Le 22 mars 2018, la Cour suprême du Canada a accordé à Callidus Capital Corporation (le « créancier garanti ») l’autorisation d’interjeter appel de la décision de la Cour d’appel fédérale dont l’interprétation du paragraphe 222(3) de la Loi sur la taxe daccise (Canada) (la « LTA ») donne à la Couronne la priorité absolue sur les biens reçus par un créancier garanti d’un débiteur fiscal avant la faillite.

Dans l’affaire Canada c. Callidus Capital Corporation, 2015 CF 977, 2017 CAF 162 (en anglais) (« Callidus »), une demande a été présentée pour qu’un débiteur fasse cession de ses biens pour cause de faillite. À l’époque, le débiteur fiscal était endetté envers l’Agence du revenu du Canada et le créancier garanti avait reçu une lettre de l’Agence lui réclamant la somme de 90 844,33 $ en invoquant le mécanisme de la fiducie présumée qui est prévu par le paragraphe 222(3) de la LTA.

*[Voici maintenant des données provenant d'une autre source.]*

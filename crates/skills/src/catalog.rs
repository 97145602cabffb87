//! Skill catalog: discovered entries followed by built-in ones.
//!
//! The catalog is advisory text rendered into prompts, not an execution
//! index. Name collisions are kept as-is; [`duplicate_names`] lets callers
//! report them.

use std::collections::HashMap;

use crate::types::SkillInfo;

/// Concatenate `discovered` then `builtin`, keeping relative order inside each
/// group. No de-duplication.
pub fn build(discovered: Vec<SkillInfo>, builtin: Vec<SkillInfo>) -> Vec<SkillInfo> {
    let mut catalog = discovered;
    catalog.extend(builtin);
    catalog
}

/// Names that appear more than once, in order of first appearance.
pub fn duplicate_names(catalog: &[SkillInfo]) -> Vec<&str> {
    let mut counts: HashMap<&str, usize> = HashMap::new();
    for skill in catalog {
        *counts.entry(skill.name.as_str()).or_default() += 1;
    }

    let mut dupes = Vec::new();
    for skill in catalog {
        let name = skill.name.as_str();
        if counts.get(name).is_some_and(|&n| n > 1) && !dupes.contains(&name) {
            dupes.push(name);
        }
    }
    dupes
}
use {
    loom_config::{AgentMap, LoomConfig},
    loom_skills::SkillInfo,
};

use crate::{
    capability::{
        BASH, CapabilityProfile, EDIT, GLOB, GREP, PLATFORM_AGENTS, PLATFORM_SKILLS,
        PermissionPolicy, READ, SKILL, TASK, TODOREAD, TODOWRITE, ToolSet, WEBFETCH, WRITE,
    },
    definition::AgentDefinition,
    descriptor::AgentDescriptor,
    prompt::{append_agents_section, append_skills_section, available_agents},
};

pub const NAME: &str = "cortex";

const DESCRIPTION: &str = "cortex (KERNEL-92//CORTEX) – a built-in primary orchestrator agent that \
     analyzes user requests and routes them to the most appropriate specialized agent(s). It never \
     executes tasks itself and always delegates to subagents.";

const HEADER: &str = "\
# KERNEL-92//CORTEX Orchestrator

You are **cortex**, the dispatch layer. Read the request, decide which \
specialized agent should handle it and delegate through the `task` tool. \
You do not edit files or run commands yourself.

";

const ROUTING: &str = "\
## Before Routing

Check the skills table first. If a skill matches, call it with the `skill` tool \
before anything else.

## Routing Order

1. The user names an agent: use that agent.
2. Configuration, git and other meta workflows.
3. Search and discovery.
4. Implementation.
5. Otherwise ask for clarification.

Only delegate to agents listed above. Never invent agent names.

## Plans

For non-trivial implementation work, look for `plan-<request>.md` first.

- No plan yet: ask @blueprint to write the plan file and stop there.
- Plan exists: suggest `/apply <request>`, or delegate to @exec with the plan.

Never create or modify `plan-*.md` files yourself.
";

/// Primary orchestrator: routes requests, never executes them.
pub struct Cortex;

pub fn profile() -> CapabilityProfile {
    CapabilityProfile::primary(
        ToolSet::new()
            .enable(&[PLATFORM_AGENTS, PLATFORM_SKILLS, READ, GLOB, GREP, TASK, SKILL])
            .disable(&[WRITE, EDIT, BASH, WEBFETCH, TODOWRITE, TODOREAD]),
        PermissionPolicy::locked_down(),
    )
}

/// Orchestrator prompt with the live agent and skill tables.
pub fn render_prompt(existing: &AgentMap, skills: &[SkillInfo]) -> String {
    let mut prompt = String::from(HEADER);
    append_agents_section(&mut prompt, &available_agents(existing, NAME));
    append_skills_section(&mut prompt, skills);
    prompt.push_str(ROUTING);
    prompt
}

impl AgentDefinition for Cortex {
    fn name(&self) -> &'static str {
        NAME
    }

    fn synthesize(
        &self,
        config: &LoomConfig,
        existing: &AgentMap,
        skills: &[SkillInfo],
    ) -> AgentDescriptor {
        AgentDescriptor::primary(DESCRIPTION, profile())
            .model(config.fallback_model().map(str::to_string))
            .temperature(0.1)
            .prompt(render_prompt(existing, skills))
    }
}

Le paragraphe 222(1) de la LTA prévoit que la TPS ou la TVH perçue est réputée détenue en fiducie pour la Couronne et que, par conséquent, elle n’appartient pas à celui qui l’a perçue. Le paragraphe 222(3) permet à la Couronne de suivre les fonds et prévoit que la TPS ou la TVH perçue, mais non versée est toujours réputée détenue en fiducie pour la Couronne, malgré l’existence de tout droit en garantie préexistant. Cependant, le paragraphe 222(1.1) stipule que la fiducie présumée selon ce que prévoit le paragraphe 222(1) s’éteint avec la faillite, à moins que les sommes ne soient considérées comme des retenues à la source. La question soulevée dans l’affaire Callidus était de savoir si le paragraphe 222(1.1) annule une fiducie présumée selon ce que prévoit le paragraphe 222(3) de la LTA avant la faillite d’un débiteur fiscal.

La Cour fédérale (2015 CF 977, en anglais) a conclu que la faillite du débiteur fiscal a eu pour effet de rendre la fiducie présumée dont parle l’article 222(1) de la LTA inopposable en ce qui concerne la TPS ou la TVH perçue, mais non versée. Le juge a conclu que l’absence de confirmation expresse que la fiducie présumée a survécu après la faillite témoignait de la volonté du législateur fédéral de laisser la fiducie présumée devenir caduque au moment de l’introduction de la procédure d’insolvabilité. La Cour fédérale a conclu que l’ajout du paragraphe 222(1.1) à la LTA a eu pour effet d’annuler la fiducie présumée détenue par la Couronne lorsque le débiteur fiscal a déclaré faillite. Toute responsabilité prévue par le paragraphe 222(3) s’éteint également avec la faillite en raison de l’application du paragraphe 222(1.1) de la LTA.

En appel, la Cour d’appel fédérale (2017 CAF 162, en anglais) a infirmé la décision de la Cour fédérale. Le juge a conclu que la responsabilité du créancier garanti envers la Couronne est survenue lorsqu’il a reçu les fonds du débiteur fiscal et que la faillite subséquente n’a pas eu d’incidence sur cette obligation. Selon son interprétation, le paragraphe 222(1.1) de la LTA a eu pour effet de rendre la fiducie présumée inopposable en ce qui concerne les biens du débiteur fiscal au moment où il a déclaré faillite, mais il n’annule pas une créance que la Couronne avait à l’égard du créancier garanti avant la faillite.

La décision de la Cour suprême aura sans aucun doute des répercussions majeures sur la priorité des créanciers garantis dans des situations de fiducie présumée en vertu de la LTA. La volonté de la plus haute instance judiciaire du pays à entendre cet appel illustre l’importance de la question et constitue une bonne nouvelle pour les créanciers garantis dont la capacité à surveiller les actions des débiteurs relativement à la perception et au versement de la TPS ou de la TVH est pour le moins limitée.